▶ _Task details_
Work out how many lines of the data contain "serde" and reply with that number alone.

━━━━━ Source material

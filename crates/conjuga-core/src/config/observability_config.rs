use serde::{Deserialize, Serialize};

use super::defaults;

/// Logging configuration.
#[derive(Debug, Clone, Serialize, Deserialize)]
#[serde(default)]
pub struct ObservabilityConfig {
    /// Filter used when `CONJUGA_LOG` is unset.
    pub log_level: String,
    /// Emit JSON lines instead of human-readable output.
    pub json_logs: bool,
}

impl Default for ObservabilityConfig {
    fn default() -> Self {
        Self {
            log_level: defaults::DEFAULT_LOG_LEVEL.to_string(),
            json_logs: defaults::DEFAULT_JSON_LOGS,
        }
    }
}
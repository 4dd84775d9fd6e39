//! # conjuga-core
//!
//! Foundation crate for the conjuga drill system.
//! Defines the shared data model, the store and gateway traits, errors,
//! config, and constants. Every other crate in the workspace depends on this.

pub mod config;
pub mod constants;
pub mod errors;
pub mod models;
pub mod traits;

// Re-export the most commonly used types at the crate root.
pub use config::ConjugaConfig;
pub use errors::{ConjugaError, ConjugaResult};
pub use models::{
    AttemptRecord, ExerciseError, MasterySnapshot, PreferenceFlags, PronounSlot,
    RemediatedSentence, VerbTense,
};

━━━━━━━━━━

▶ _Solution to this task_
2